The true root cause of the issue was that the intake manifold has a gasket on the bottom that would leak and suck oil and vapors into the intake which would cause the pinging.
 
20 years and they still haven't fixed it!? I find it funny the brand new $30k JL's still have this problem. Should have bought an XJ bro!
 
On dad's JK it ended up being the 3* of caster it had from the factory. Upped that to 7* and it went away.
 
I find it laughable that they're blaming the steering damper. The damper is not there to prevent vibrations and shaking. It's there to damp the steering. If you have true wobble, then you have a problem with compliance in the sytem (shot bushings, rod ends, overly flexy tire sidewalls, etc) and an alignment issue.
 
20 years and they still haven't fixed it!? I find it funny the brand new $30k JL's still have this problem. Should have bought an XJ bro!

Vehicles with live axles have had to deal with it for at least my 60yrs !!!
 
That's pretty funny.

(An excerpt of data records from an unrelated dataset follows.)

//! Connection-oriented DCE RPC PDU definitions.
//!
//! Wire format per DCE 1.1 (C706) and MS-RPCE. Every PDU starts with the
//! 16-byte common header:
//!
//! ```text
//! +--------+--------+--------+--------+
//! |  vers  |vers_min| ptype  | pflags |
//! +--------+--------+--------+--------+
//! |        data representation        |
//! +--------+--------+--------+--------+
//! |   frag_len      |   auth_len      |
//! +--------+--------+--------+--------+
//! |             call_id               |
//! +--------+--------+--------+--------+
//! ```
//!
//! An alter-context PDU uses the bind body layout and an
//! alter-context-response uses the bind-ack layout, so both pairs share one
//! body type here.

use crate::auth::{auth_padding, AuthTrailer};
use crate::error::{Result, RpcError};
use bytes::{Bytes, BytesMut};
use msrpc_ndr::{NdrContext, NdrReader, NdrWriter, Uuid};

/// DCE RPC protocol version
pub const RPC_VERSION: u8 = 5;
/// DCE RPC protocol minor version
pub const RPC_VERSION_MINOR: u8 = 0;

/// Default fragment size negotiated at bind time
pub const DEFAULT_MAX_FRAG: u16 = 4280;

/// NDR transfer syntax, the one presentation syntax this stack speaks
pub const NDR_TRANSFER_SYNTAX: &str = "8a885d04-1ceb-11c9-9fe8-08002b104860";
pub const NDR_TRANSFER_VERSION: u16 = 2;

/// Connection-oriented packet types
#[derive(Debug, Clone, Copy, PartialEq, Eq)]
#[repr(u8)]
pub enum PacketType {
    Request = 0,
    Response = 2,
    Fault = 3,
    Bind = 11,
    BindAck = 12,
    BindNak = 13,
    AlterContext = 14,
    AlterContextResponse = 15,
    Auth3 = 16,
    Shutdown = 17,
    Cancel = 18,
    Orphaned = 19,
}

impl PacketType {
    pub fn from_u8(value: u8) -> Option<Self> {
        Some(match value {
            0 => Self::Request,
            2 => Self::Response,
            3 => Self::Fault,
            11 => Self::Bind,
            12 => Self::BindAck,
            13 => Self::BindNak,
            14 => Self::AlterContext,
            15 => Self::AlterContextResponse,
            16 => Self::Auth3,
            17 => Self::Shutdown,
            18 => Self::Cancel,
            19 => Self::Orphaned,
            _ => return None,
        })
    }
}

/// Packet flags (second header byte)
#[derive(Debug, Clone, Copy, Default, PartialEq, Eq)]
pub struct PacketFlags(pub u8);

impl PacketFlags {
    pub const FIRST_FRAG: u8 = 0x01;
    pub const LAST_FRAG: u8 = 0x02;
    pub const PENDING_CANCEL: u8 = 0x04;
    pub const CONC_MPX: u8 = 0x10;
    pub const DID_NOT_EXECUTE: u8 = 0x20;
    pub const MAYBE: u8 = 0x40;
    pub const OBJECT_UUID: u8 = 0x80;

    pub fn new() -> Self {
        Self(0)
    }

    /// Both fragment flags: a complete single-fragment PDU.
    pub fn complete() -> Self {
        Self(Self::FIRST_FRAG | Self::LAST_FRAG)
    }

    pub fn with(mut self, flag: u8) -> Self {
        self.0 |= flag;
        self
    }

    pub fn contains(&self, flag: u8) -> bool {
        (self.0 & flag) != 0
    }

    pub fn is_first_frag(&self) -> bool {
        self.contains(Self::FIRST_FRAG)
    }

    pub fn is_last_frag(&self) -> bool {
        self.contains(Self::LAST_FRAG)
    }
}

/// Data representation format label (4 bytes in the header).
///
/// Byte 0 carries the character set in its low nibble and the integer byte
/// order in its high nibble; byte 1 is the floating point representation;
/// bytes 2-3 are reserved.
#[derive(Debug, Clone, Copy, PartialEq, Eq)]
pub struct DataRepresentation {
    pub little_endian: bool,
    pub ebcdic: bool,
    /// 0 = IEEE, 1 = VAX, 2 = Cray, 3 = IBM
    pub float_rep: u8,
}

impl DataRepresentation {
    /// The NDR label every Microsoft peer sends: little-endian, ASCII, IEEE.
    pub fn ndr() -> Self {
        Self {
            little_endian: true,
            ebcdic: false,
            float_rep: 0,
        }
    }

    pub fn encode(&self) -> [u8; 4] {
        let byte0 = u8::from(self.ebcdic) | (u8::from(self.little_endian) << 4);
        [byte0, self.float_rep, 0, 0]
    }

    pub fn decode(raw: [u8; 4]) -> Self {
        Self {
            little_endian: (raw[0] & 0xF0) != 0,
            ebcdic: (raw[0] & 0x0F) != 0,
            float_rep: raw[1],
        }
    }

    pub fn is_little_endian(&self) -> bool {
        self.little_endian
    }
}

impl Default for DataRepresentation {
    fn default() -> Self {
        Self::ndr()
    }
}

/// Interface or transfer syntax identity: UUID plus packed version
/// (major in the low 16 bits, minor in the high 16 bits).
#[derive(Debug, Clone, Copy, PartialEq, Eq, Hash)]
pub struct SyntaxId {
    pub uuid: Uuid,
    pub version: u32,
}

impl SyntaxId {
    pub fn new(uuid: Uuid, major: u16, minor: u16) -> Self {
        Self {
            uuid,
            version: (major as u32) | ((minor as u32) << 16),
        }
    }

    pub fn major_version(&self) -> u16 {
        self.version as u16
    }

    pub fn minor_version(&self) -> u16 {
        (self.version >> 16) as u16
    }

    /// The NDR transfer syntax this stack negotiates.
    pub fn ndr_transfer() -> Self {
        let uuid = Uuid::parse(NDR_TRANSFER_SYNTAX);
        debug_assert!(uuid.is_some());
        Self::new(uuid.unwrap_or(Uuid::NIL), NDR_TRANSFER_VERSION, 0)
    }

    fn encode(&self, w: &mut NdrWriter) -> Result<()> {
        w.write_data(&self.uuid)?;
        w.write_u32(self.version);
        Ok(())
    }

    fn decode(r: &mut NdrReader) -> Result<Self> {
        let uuid = r.read_data::<Uuid>()?;
        let version = r.read_u32()?;
        Ok(Self { uuid, version })
    }
}

impl std::fmt::Display for SyntaxId {
    fn fmt(&self, f: &mut std::fmt::Formatter<'_>) -> std::fmt::Result {
        write!(
            f,
            "{} v{}.{}",
            self.uuid,
            self.major_version(),
            self.minor_version()
        )
    }
}

/// One presentation context proposed at bind/alter-context time.
#[derive(Debug, Clone)]
pub struct ContextElement {
    pub context_id: u16,
    pub abstract_syntax: SyntaxId,
    pub transfer_syntaxes: Vec<SyntaxId>,
}

impl ContextElement {
    pub fn new(context_id: u16, abstract_syntax: SyntaxId) -> Self {
        Self {
            context_id,
            abstract_syntax,
            transfer_syntaxes: vec![SyntaxId::ndr_transfer()],
        }
    }

    fn encode(&self, w: &mut NdrWriter) -> Result<()> {
        w.write_u16(self.context_id);
        w.write_u8(self.transfer_syntaxes.len() as u8);
        w.write_u8(0); // reserved
        self.abstract_syntax.encode(w)?;
        for ts in &self.transfer_syntaxes {
            ts.encode(w)?;
        }
        Ok(())
    }

    fn decode(r: &mut NdrReader) -> Result<Self> {
        let context_id = r.read_u16()?;
        let n_transfer = r.read_u8()?;
        let _reserved = r.read_u8()?;
        let abstract_syntax = SyntaxId::decode(r)?;
        let mut transfer_syntaxes = Vec::with_capacity(n_transfer as usize);
        for _ in 0..n_transfer {
            transfer_syntaxes.push(SyntaxId::decode(r)?);
        }
        Ok(Self {
            context_id,
            abstract_syntax,
            transfer_syntaxes,
        })
    }
}

/// Per-context negotiation outcome on bind-ack/alter-context-response.
#[derive(Debug, Clone, Copy, PartialEq, Eq)]
#[repr(u16)]
pub enum ContextResult {
    Acceptance = 0,
    UserRejection = 1,
    ProviderRejection = 2,
}

impl ContextResult {
    pub fn from_u16(value: u16) -> Self {
        match value {
            0 => Self::Acceptance,
            1 => Self::UserRejection,
            _ => Self::ProviderRejection,
        }
    }
}

#[derive(Debug, Clone)]
pub struct ContextResultElement {
    pub result: ContextResult,
    pub reason: u16,
    pub transfer_syntax: SyntaxId,
}

impl ContextResultElement {
    pub fn accepted() -> Self {
        Self {
            result: ContextResult::Acceptance,
            reason: 0,
            transfer_syntax: SyntaxId::ndr_transfer(),
        }
    }

    pub fn rejected(reason: u16) -> Self {
        Self {
            result: ContextResult::ProviderRejection,
            reason,
            transfer_syntax: SyntaxId::new(Uuid::NIL, 0, 0),
        }
    }
}

/// Common PDU header (16 bytes)
#[derive(Debug, Clone)]
pub struct PduHeader {
    pub version: u8,
    pub version_minor: u8,
    pub packet_type: PacketType,
    pub flags: PacketFlags,
    pub data_rep: DataRepresentation,
    /// Total length of this fragment, header and auth trailer included
    pub frag_length: u16,
    /// Length of the auth trailer's auth_value
    pub auth_length: u16,
    pub call_id: u32,
}

impl PduHeader {
    pub const SIZE: usize = 16;

    pub fn new(packet_type: PacketType, call_id: u32) -> Self {
        Self {
            version: RPC_VERSION,
            version_minor: RPC_VERSION_MINOR,
            packet_type,
            flags: PacketFlags::complete(),
            data_rep: DataRepresentation::ndr(),
            frag_length: 0,
            auth_length: 0,
            call_id,
        }
    }

    fn encode(&self, w: &mut NdrWriter) {
        w.write_u8(self.version);
        w.write_u8(self.version_minor);
        w.write_u8(self.packet_type as u8);
        w.write_u8(self.flags.0);
        w.write_bytes(&self.data_rep.encode());
        w.write_u16(self.frag_length);
        w.write_u16(self.auth_length);
        w.write_u32(self.call_id);
    }

    pub fn decode(data: &[u8]) -> Result<Self> {
        if data.len() < Self::SIZE {
            return Err(RpcError::MalformedPdu("header truncated"));
        }
        let version = data[0];
        if version != RPC_VERSION {
            return Err(RpcError::VersionMismatch(version));
        }
        let packet_type =
            PacketType::from_u8(data[2]).ok_or(RpcError::InvalidPacketType(data[2]))?;
        let data_rep = DataRepresentation::decode([data[4], data[5], data[6], data[7]]);

        let (frag_length, auth_length, call_id) = if data_rep.is_little_endian() {
            (
                u16::from_le_bytes([data[8], data[9]]),
                u16::from_le_bytes([data[10], data[11]]),
                u32::from_le_bytes([data[12], data[13], data[14], data[15]]),
            )
        } else {
            (
                u16::from_be_bytes([data[8], data[9]]),
                u16::from_be_bytes([data[10], data[11]]),
                u32::from_be_bytes([data[12], data[13], data[14], data[15]]),
            )
        };

        Ok(Self {
            version,
            version_minor: data[1],
            packet_type,
            flags: PacketFlags(data[3]),
            data_rep,
            frag_length,
            auth_length,
            call_id,
        })
    }
}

Sounds about like the factory "fix" for the injector heatsoak issue on cylinder 3/4 00+... "stick a little fiberglass+foil condom on the injector, it'll make the problem go away till it's out of warranty hopefully"
 
I think this is simply an inherint problem with the design of our suspension and the push for bigger and bigger tires has simply got the design to the point that the resonance frequency for the front end is now at lower highway speeds.

Could be as simple as adding some weight somewhere in the system or changing the stiffness of the sidewall of the supplied tire.
 
I think this is simply an inherint problem with the design of our suspension and the push for bigger and bigger tires has simply got the design to the point that the resonance frequency for the front end is now at lower highway speeds.

Could be as simple as adding some weight somewhere in the system or changing the stiffness of the sidewall of the supplied tire.



Exactly - there are too many factors that can set off a death wobble - a lift, larger tires, or some other innocuous change can cause it. A worn/defective steering damper is just one part of that puzzle.

On my XJ the death wobble was caused by worn out front suspension parts. I replaced *every* moving part that could wear in the front suspension and that took care of it.
 
I think this is simply an inherint problem with the design of our suspension and the push for bigger and bigger tires has simply got the design to the point that the resonance frequency for the front end is now at lower highway speeds.

Could be as simple as adding some weight somewhere in the system or changing the stiffness of the sidewall of the supplied tire.

pretty much. In fact, my 91 MJ had horrific deathwobble that I had to continuously ward off by repetitively swerving 1/8 steering wheel turn to the right about every 5 seconds at any speed above 40 when I parked it, with 285/75R16 BFG ATs on it. 5 years later I resurrected it and put 33x12.50R15 General Grabbers on it (not my first choice, but needed some cheap tires for a Gambler 500 run and they were $150 on my local facebook truck parts group) and now it'll do up to 75 with no deathwobble. Would probably go faster but that's about all the rope I'm foolhardy enough to give it.

The same truck had deathwobble so bad it snapped the passenger motor mount bolts when it was stock, and had zero deathwobble after I lifted it and installed the BFG ATs back in 2011.
 
OK, I'll be the one to point it out: in the linked youtube video, the crotch graphic on that woman's pants is off center. I don't think that's the cause of the death wobble, but then again I'm no automotive engineer, so what the hell do I know?